Going on to college, it was quite difficult for me to make new friends.I really can\'t say that I tried. I depended on people to approach me first. I was a thousand miles away from home and felt every bit of it. Beyond my roommate, I barely interacted with anyone else on campus. I didn\'t have a clique or anyone to hang out with. When I would go to the dining hall to eat lunch, I sat at a table, alone. There was a gas station up the street from the school that I would go to to buy gas. I became friends with the cashier and would often go to the store to chat with him for several hours. His name was Marvin and he was from Honduras. At the time, his English wasn\'t very good and that\'s why, I believe, I was so comfortable around him.

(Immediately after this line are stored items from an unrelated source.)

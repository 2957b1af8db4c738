//! Convert serde_json::Value to values sqlx can bind.

use crate::config::ColumnInfo;
use serde_json::Value;
use sqlx::encode::{Encode, IsNull};
use sqlx::postgres::{PgTypeInfo, Postgres};
use sqlx::Database;

/// A bindable parameter. Every variant goes over the wire as TEXT and the
/// `$n::type` cast the builder emits does the conversion, so a statement's
/// parameter types never depend on the values bound to it.
#[derive(Clone, Debug, PartialEq)]
pub enum PgBindValue {
    Null,
    Bool(bool),
    I64(i64),
    F64(f64),
    String(String),
    Json(Value),
}

impl PgBindValue {
    pub fn from_json(v: &Value) -> Self {
        match v {
            Value::Null => PgBindValue::Null,
            Value::Bool(b) => PgBindValue::Bool(*b),
            Value::Number(n) => match n.as_i64() {
                Some(i) => PgBindValue::I64(i),
                None => PgBindValue::F64(n.as_f64().unwrap_or_default()),
            },
            Value::String(s) => PgBindValue::String(s.clone()),
            Value::Array(_) | Value::Object(_) => PgBindValue::Json(v.clone()),
        }
    }

    /// Like [`PgBindValue::from_json`], but json/jsonb columns always receive the value as JSON,
    /// so a bare string stored into a jsonb column is encoded rather than parsed.
    pub fn for_column(v: &Value, column: Option<&ColumnInfo>) -> Self {
        let is_json = column
            .and_then(|c| c.pg_type.as_deref())
            .map(|t| t == "jsonb" || t == "json")
            .unwrap_or(false);
        if is_json && !v.is_null() {
            PgBindValue::Json(v.clone())
        } else {
            Self::from_json(v)
        }
    }

    /// Text form sent to Postgres; `None` binds SQL NULL.
    pub fn as_text(&self) -> Option<String> {
        match self {
            PgBindValue::Null => None,
            PgBindValue::Bool(b) => Some(b.to_string()),
            PgBindValue::I64(n) => Some(n.to_string()),
            PgBindValue::F64(n) => Some(n.to_string()),
            PgBindValue::String(s) => Some(s.clone()),
            PgBindValue::Json(v) => Some(v.to_string()),
        }
    }
}

impl<'q> Encode<'q, Postgres> for PgBindValue {
    fn encode_by_ref(
        &self,
        buf: &mut <Postgres as Database>::ArgumentBuffer<'q>,
    ) -> Result<IsNull, Box<dyn std::error::Error + Send + Sync>> {
        match self.as_text() {
            Some(text) => <&str as Encode<Postgres>>::encode_by_ref(&text.as_str(), buf),
            None => Ok(IsNull::Yes),
        }
    }
}

impl sqlx::Type<Postgres> for PgBindValue {
    fn type_info() -> PgTypeInfo {
        PgTypeInfo::with_name("TEXT")
    }

    fn compatible(_ty: &PgTypeInfo) -> bool {
        true
    }
}

#[cfg(test)]
mod tests {
    use super::*;
    use serde_json::json;

    fn col(pg_type: Option<&str>) -> ColumnInfo {
        ColumnInfo {
            name: "c".into(),
            pk_type: None,
            nullable: true,
            has_default: false,
            pg_type: pg_type.map(str::to_string),
        }
    }

    #[test]
    fn numbers_split_into_int_and_float() {
        assert_eq!(PgBindValue::from_json(&json!(7)), PgBindValue::I64(7));
        assert_eq!(PgBindValue::from_json(&json!(4.5)), PgBindValue::F64(4.5));
    }

    #[test]
    fn json_columns_keep_scalars_as_json() {
        let jsonb = col(Some("jsonb"));
        assert_eq!(PgBindValue::for_column(&json!("x"), Some(&jsonb)), PgBindValue::Json(json!("x")));
        assert_eq!(PgBindValue::for_column(&Value::Null, Some(&jsonb)), PgBindValue::Null);
        let text = col(None);
        assert_eq!(PgBindValue::for_column(&json!("x"), Some(&text)), PgBindValue::String("x".into()));
        assert_eq!(PgBindValue::for_column(&json!(["a"]), Some(&text)), PgBindValue::Json(json!(["a"])));
    }

    #[test]
    fn every_value_is_sent_as_text() {
        assert_eq!(PgBindValue::I64(100).as_text().as_deref(), Some("100"));
        assert_eq!(PgBindValue::F64(99.5).as_text().as_deref(), Some("99.5"));
        assert_eq!(PgBindValue::Bool(true).as_text().as_deref(), Some("true"));
        assert_eq!(PgBindValue::Json(json!(["a", 1])).as_text().as_deref(), Some(r#"["a",1]"#));
        assert_eq!(PgBindValue::Json(json!("x")).as_text().as_deref(), Some(r#""x""#));
        assert_eq!(PgBindValue::Null.as_text(), None);
    }

    #[test]
    fn declared_type_does_not_vary_with_value() {
        let int = PgBindValue::I64(1);
        let float = PgBindValue::F64(1.5);
        let a = <PgBindValue as Encode<Postgres>>::produces(&int);
        let b = <PgBindValue as Encode<Postgres>>::produces(&float);
        assert_eq!(a, b);
    }
}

While I attended school, I was also a military reservist. After 9/11 I was called to active duty and had to come immediately to my duty station in Miami. Upon arrival, I was greeted by a familiar face: someone that I went to HS with was also assigned to this duty station. I hung out with him most of the time and I was quite comfortable around him. After a while, word got around the office that I was a racist because I only talked to this one guy, who happened to be Black. Before coming to Miami, I had never, really, experienced people from diverse backgrounds and cultures, so naturally, I gravitated towards what was most familiar to me. I must admit that I was very hurt and felt that I couldn\'t explain my actions to anyone.
My life is filled with the aforementioned situations, or those like them. I don\'t think that anyone, who hasn\'t dealt with SAD, can truly understand how it feels to be in this shell. They often develop perceptions about people with SAD without really knowing what\'s going on on the inside. Their perceptions are misconceptions.